Top of Records to use

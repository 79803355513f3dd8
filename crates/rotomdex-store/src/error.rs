use thiserror::Error;

#[derive(Debug, Error)]
pub enum StoreError {
    #[error("store I/O error: {0}")]
    Io(#[from] std::io::Error),

    #[error("store serialization error: {0}")]
    Serialize(#[from] serde_json::Error),
}
//! Annotation persistence: per-generation seen/caught id sets, one JSON
//! file, written on every mutation and rehydrated tolerantly at startup.

mod annotations;
mod error;

pub use annotations::{AnnotationStore, Partition};
pub use error::StoreError;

Bottom of Records to use

_Aim of the task_
Reproduce all the data precisely, word for word.

_Answer section_
repository 79803355513f3dd8
filename crates/rotomdex-store/src/error.rs
use thiserror::Error;

#[derive(Debug, Error)]
pub enum StoreError {
    #[error("store I/O error: {0}")]
    Io(#[from] std::io::Error),

    #[error("store serialization error: {0}")]
    Serialize(#[from] serde_json::Error),
}
//! Annotation persistence: per-generation seen/caught id sets, one JSON
//! file, written on every mutation and rehydrated tolerantly at startup.

mod annotations;
mod error;

pub use annotations::{AnnotationStore, Partition};
pub use error::StoreError;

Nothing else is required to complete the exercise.